The two-day course “Modelling and Analysis of Component-based Systems” (MOANA-CBS) targets software and system architects/engineers involved in design and implementation of software components and interfaces.
"The most important thing I learned was the pitfalls of interface design and how to solve the issues. The awareness of such methods are very useful and will help me to have background for interface discussions. Modelling of interfaces in combination with model checking is beneficial compared to what is currently used" (Course participant 2021)

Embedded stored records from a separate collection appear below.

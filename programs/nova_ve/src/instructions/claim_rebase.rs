//! Rebase claim handlers.
//!
//! A claim walks the `RebaseEpoch` records passed in `remaining_accounts`
//! (ascending, starting right after the position's cursor). While the lock is
//! live the rebase is compounded into it; once expired it is paid to the owner.

use anchor_lang::prelude::*;
use anchor_spl::token::{Token, TokenAccount};

use crate::constants::*;
use crate::error::VeError;
use crate::events::RebaseClaimed;
use crate::state::{Escrow, Position, RebaseClaim, RebaseDistributor, RebaseEpoch};
use crate::utils::{load_account, store_account, transfer_tokens};

#[derive(Accounts)]
pub struct ClaimRebase<'info> {
    /// Owner or approved delegate of the position(s).
    pub signer: Signer<'info>,

    #[account(
        mut,
        seeds = [ESCROW_SEED, escrow.base_mint.as_ref()],
        bump = escrow.bump
    )]
    pub escrow: Account<'info, Escrow>,

    #[account(
        mut,
        seeds = [DISTRIBUTOR_SEED, escrow.key().as_ref()],
        bump = distributor.bump,
        has_one = escrow @ VeError::InvalidAccount
    )]
    pub distributor: Account<'info, RebaseDistributor>,

    #[account(
        mut,
        constraint = escrow_vault.key() == escrow.vault @ VeError::InvalidAccount
    )]
    pub escrow_vault: Account<'info, TokenAccount>,

    #[account(
        mut,
        constraint = distributor_vault.key() == distributor.vault @ VeError::InvalidAccount
    )]
    pub distributor_vault: Account<'info, TokenAccount>,

    pub token_program: Program<'info, Token>,
}

#[derive(Accounts)]
pub struct ClaimRebaseSingle<'info> {
    pub claim: ClaimRebase<'info>,

    #[account(
        mut,
        seeds = [POSITION_SEED, claim.escrow.key().as_ref(), &position.id.to_le_bytes()],
        bump = position.bump,
        constraint = position.escrow == claim.escrow.key() @ VeError::InvalidAccount
    )]
    pub position: Account<'info, Position>,

    /// Paid directly once the lock has expired.
    #[account(mut)]
    pub owner_token_account: Account<'info, TokenAccount>,
}

#[derive(Accounts)]
pub struct ClaimableQuery<'info> {
    #[account(
        seeds = [DISTRIBUTOR_SEED, distributor.escrow.as_ref()],
        bump = distributor.bump
    )]
    pub distributor: Account<'info, RebaseDistributor>,

    #[account(constraint = position.escrow == distributor.escrow @ VeError::InvalidAccount)]
    pub position: Account<'info, Position>,
}

/// Loads the rebase records passed in `remaining_accounts`, checking each
/// belongs to `distributor`.
fn load_records(distributor: &Pubkey, infos: &[AccountInfo]) -> Result<Vec<RebaseEpoch>> {
    infos
        .iter()
        .map(|info| {
            let record: RebaseEpoch = load_account(info)?;
            require_keys_eq!(record.distributor, *distributor, VeError::InvalidAccount);
            Ok(record)
        })
        .collect()
}

/// The account an expired lock's rebase is paid to must be the owner's and
/// hold the base mint.
fn check_payout_account(
    escrow: &Escrow,
    position: &Position,
    owner_token_account: &TokenAccount,
) -> Result<()> {
    require_keys_eq!(owner_token_account.owner, position.owner, VeError::Unauthorized);
    require_keys_eq!(owner_token_account.mint, escrow.base_mint, VeError::InvalidAccount);
    Ok(())
}

/// Moves a settled claim's tokens out of the distributor vault: into the
/// escrow vault when compounded, to the owner otherwise.
fn pay_out<'info>(
    claim: &ClaimRebase<'info>,
    owner_token_account: &AccountInfo<'info>,
    outcome: &RebaseClaim,
) -> Result<()> {
    let escrow_key = claim.distributor.escrow;
    let seeds = &[DISTRIBUTOR_SEED, escrow_key.as_ref(), &[claim.distributor.bump]];
    let signer_seeds = &[&seeds[..]];
    let destination = if outcome.compounded {
        claim.escrow_vault.to_account_info()
    } else {
        owner_token_account.clone()
    };

    transfer_tokens(
        &claim.token_program.to_account_info(),
        &claim.distributor_vault.to_account_info(),
        &destination,
        &claim.distributor.to_account_info(),
        signer_seeds,
        outcome.amount,
    )
}

/// Runs `claim_one(index, id)` for every id. Failures are logged and
/// skipped; the successes are returned with their ids.
pub(crate) fn claim_each<T>(
    ids: &[u64],
    mut claim_one: impl FnMut(usize, u64) -> Result<T>,
) -> Vec<(u64, T)> {
    let mut claimed = Vec::with_capacity(ids.len());
    for (index, id) in ids.iter().enumerate() {
        match claim_one(index, *id) {
            Ok(out) => claimed.push((*id, out)),
            Err(e) => msg!("Skipping lock #{}: {:?}", id, e),
        }
    }
    claimed
}

pub fn claim_handler<'info>(
    mut ctx: Context<'_, '_, 'info, 'info, ClaimRebaseSingle<'info>>,
) -> Result<u64> {
    let clock = Clock::get()?;
    let accounts = &mut ctx.accounts;

    check_payout_account(
        &accounts.claim.escrow,
        &accounts.position,
        &accounts.owner_token_account,
    )?;
    let records = load_records(&accounts.claim.distributor.key(), ctx.remaining_accounts)?;
    let signer = accounts.claim.signer.key();

    let claim = &mut accounts.claim;
    let outcome = claim.distributor.claim_for(
        &mut claim.escrow,
        &mut accounts.position,
        &signer,
        &records,
        clock.unix_timestamp,
    )?;

    let owner_info = accounts.owner_token_account.to_account_info();
    pay_out(&accounts.claim, &owner_info, &outcome)?;

    let position = &accounts.position;
    msg!(
        "Lock #{} claimed {} rebase through epoch {}{}",
        position.id,
        outcome.amount,
        outcome.cursor,
        if outcome.compounded { " (compounded)" } else { "" }
    );
    msg!(
        "Distributor claimed {} of {}",
        accounts.claim.distributor.total_claimed,
        accounts.claim.distributor.total_allocated
    );

    emit!(RebaseClaimed {
        position: position.key(),
        id: position.id,
        amount: outcome.amount,
        compounded: outcome.compounded,
        claimed_through: outcome.cursor,
    });

    Ok(outcome.amount)
}

/// Claim for several positions at once.
///
/// ## Remaining accounts
/// A `(position, owner_token_account)` pair per id, followed by the rebase
/// records shared by all of them. Ids failing their checks are logged and
/// skipped; the rest are paid.
pub fn claim_many_handler<'info>(
    mut ctx: Context<'_, '_, 'info, 'info, ClaimRebase<'info>>,
    ids: Vec<u64>,
) -> Result<u64> {
    let pair_len = ids.len().checked_mul(2).ok_or(VeError::MathOverflow)?;
    require!(ctx.remaining_accounts.len() >= pair_len, VeError::InvalidAccount);
    let (pairs, record_infos) = ctx.remaining_accounts.split_at(pair_len);

    let clock = Clock::get()?;
    let now = clock.unix_timestamp;
    let accounts = &mut ctx.accounts;
    let escrow_key = accounts.escrow.key();
    let signer = accounts.signer.key();
    let records = load_records(&accounts.distributor.key(), record_infos)?;

    let claimed = claim_each(&ids, |index, id| {
        require!(!ids[..index].contains(&id), VeError::InvalidAccount);
        let (position_info, owner_info) = (&pairs[2 * index], &pairs[2 * index + 1]);
        require_keys_eq!(
            position_info.key(),
            Position::address(&escrow_key, id).0,
            VeError::InvalidAccount
        );
        let mut position: Position = load_account(position_info)?;
        let owner_token_account: Account<TokenAccount> = Account::try_from(owner_info)?;
        check_payout_account(&accounts.escrow, &position, &owner_token_account)?;

        let outcome = accounts.distributor.claim_for(
            &mut accounts.escrow,
            &mut position,
            &signer,
            &records,
            now,
        )?;
        Ok((index, position, outcome))
    });

    let mut total: u64 = 0;
    for (id, (index, position, outcome)) in claimed {
        let (position_info, owner_info) = (&pairs[2 * index], &pairs[2 * index + 1]);
        pay_out(accounts, owner_info, &outcome)?;
        store_account(position_info, &position)?;
        total = total.checked_add(outcome.amount).ok_or(VeError::MathOverflow)?;

        msg!(
            "Lock #{} claimed {} rebase through epoch {}",
            id,
            outcome.amount,
            outcome.cursor
        );
        emit!(RebaseClaimed {
            position: position_info.key(),
            id,
            amount: outcome.amount,
            compounded: outcome.compounded,
            claimed_through: outcome.cursor,
        });
    }

    msg!("Claimed {} rebase across {} locks", total, ids.len());

    Ok(total)
}

/// Rebase `position` could claim from the records passed in
/// `remaining_accounts`.
pub fn claimable_handler<'info>(
    ctx: Context<'_, '_, 'info, 'info, ClaimableQuery<'info>>,
) -> Result<u64> {
    let position = &ctx.accounts.position;
    let records = load_records(&ctx.accounts.distributor.key(), ctx.remaining_accounts)?;
    let pending = RebaseDistributor::pending(position, &records);
    let (amount, _) = ctx.accounts.distributor.claimable(position, &pending)?;
    msg!("Lock #{} claimable rebase: {}", position.id, amount);
    Ok(amount)
}
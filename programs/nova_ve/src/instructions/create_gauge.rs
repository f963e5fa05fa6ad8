//! Gauge registration handlers.
//!
//! `create_gauge` is permissionless and registers one gauge per pool;
//! `add_reward_token` lets the voter authority attach extra reward streams.

use anchor_lang::prelude::*;
use anchor_spl::token::{Mint, Token, TokenAccount};

use crate::constants::*;
use crate::error::VeError;
use crate::events::GaugeCreated;
use crate::state::{Gauge, Voter};

#[derive(Accounts)]
pub struct CreateGauge<'info> {
    #[account(mut)]
    pub payer: Signer<'info>,

    #[account(
        mut,
        seeds = [VOTER_SEED, voter.escrow.as_ref()],
        bump = voter.bump,
        has_one = emission_mint
    )]
    pub voter: Account<'info, Voter>,

    /// LP mint identifying the pool.
    pub pool: Account<'info, Mint>,

    pub emission_mint: Account<'info, Mint>,

    /// Created on first use; a registered gauge is rejected with `GaugeExists`.
    #[account(
        init_if_needed,
        payer = payer,
        space = Gauge::LEN,
        seeds = [GAUGE_SEED, voter.key().as_ref(), pool.key().as_ref()],
        bump
    )]
    pub gauge: Account<'info, Gauge>,

    /// Holds staked LP tokens.
    #[account(
        init_if_needed,
        payer = payer,
        seeds = [GAUGE_STAKE_VAULT_SEED, gauge.key().as_ref()],
        bump,
        token::mint = pool,
        token::authority = gauge
    )]
    pub stake_vault: Account<'info, TokenAccount>,

    /// Reward vault for stream 0, the emission token.
    #[account(
        init_if_needed,
        payer = payer,
        seeds = [GAUGE_REWARD_VAULT_SEED, gauge.key().as_ref(), emission_mint.key().as_ref()],
        bump,
        token::mint = emission_mint,
        token::authority = gauge
    )]
    pub emission_vault: Account<'info, TokenAccount>,

    pub system_program: Program<'info, System>,
    pub token_program: Program<'info, Token>,
    pub rent: Sysvar<'info, Rent>,
}

pub fn create_gauge_handler(ctx: Context<CreateGauge>) -> Result<()> {
    require!(!ctx.accounts.gauge.is_registered(), VeError::GaugeExists);

    let clock = Clock::get()?;
    let voter_key = ctx.accounts.voter.key();
    let gauge_key = ctx.accounts.gauge.key();
    let pool = ctx.accounts.pool.key();
    let bribe = Gauge::bribe_address(&gauge_key);

    let gauge = &mut ctx.accounts.gauge;
    gauge.voter = voter_key;
    gauge.pool = pool;
    gauge.bribe = bribe;
    gauge.stake_vault = ctx.accounts.stake_vault.key();
    gauge.total_staked = 0;
    gauge.rewards = Vec::with_capacity(MAX_REWARD_TOKENS);
    gauge.is_alive = true;
    gauge.created_at = clock.unix_timestamp;
    gauge.bump = ctx.bumps.gauge;
    gauge.stake_vault_bump = ctx.bumps.stake_vault;
    gauge.add_reward_token(
        ctx.accounts.emission_mint.key(),
        ctx.accounts.emission_vault.key(),
        clock.unix_timestamp,
    )?;

    let voter = &mut ctx.accounts.voter;
    voter.gauge_count = voter
        .gauge_count
        .checked_add(1)
        .ok_or(VeError::MathOverflow)?;

    msg!("Gauge {} created for pool {}", gauge_key, pool);
    msg!("Bribe address: {}", bribe);
    msg!("Gauges registered: {}", voter.gauge_count);

    emit!(GaugeCreated {
        voter: voter_key,
        gauge: gauge_key,
        pool,
        bribe,
    });

    Ok(())
}

#[derive(Accounts)]
pub struct AddRewardToken<'info> {
    #[account(mut)]
    pub authority: Signer<'info>,

    #[account(
        seeds = [VOTER_SEED, voter.escrow.as_ref()],
        bump = voter.bump,
        has_one = authority @ VeError::Unauthorized
    )]
    pub voter: Account<'info, Voter>,

    #[account(
        mut,
        seeds = [GAUGE_SEED, voter.key().as_ref(), gauge.pool.as_ref()],
        bump = gauge.bump,
        has_one = voter @ VeError::InvalidAccount
    )]
    pub gauge: Account<'info, Gauge>,

    pub reward_mint: Account<'info, Mint>,

    #[account(
        init,
        payer = authority,
        seeds = [GAUGE_REWARD_VAULT_SEED, gauge.key().as_ref(), reward_mint.key().as_ref()],
        bump,
        token::mint = reward_mint,
        token::authority = gauge
    )]
    pub reward_vault: Account<'info, TokenAccount>,

    pub system_program: Program<'info, System>,
    pub token_program: Program<'info, Token>,
    pub rent: Sysvar<'info, Rent>,
}

pub fn add_reward_token_handler(ctx: Context<AddRewardToken>) -> Result<()> {
    let clock = Clock::get()?;
    let mint = ctx.accounts.reward_mint.key();

    let gauge = &mut ctx.accounts.gauge;
    let index = gauge.add_reward_token(mint, ctx.accounts.reward_vault.key(), clock.unix_timestamp)?;

    msg!("Gauge {} streams {} as reward #{}", gauge.key(), mint, index);

    Ok(())
}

The five learning objectives of the course are:
explain why complex component-based systems (CBS) may suffer from deadlock, livelock, races, or buffer overflows, and why this problem is important to address
specify the structure and (partial) behavior of interfaces in a CBS using Eclipse ComMASuite
identify design issues in interfaces, such as unreachable states, deadlock, livelock, and unbounded behavior using Eclipse ComMASuite and resolve them using design guidelines
identify design issues in interactions between servers and clients, such as races and confusion using Eclipse ComMASuite and resolve them using design guidelines
explain how course contents connect to own daily work
"I learned to talk about interfaces in a general sense and am better equipped to reason about potential issues with both synchronous and asynchronous communication" (Course participant 2022)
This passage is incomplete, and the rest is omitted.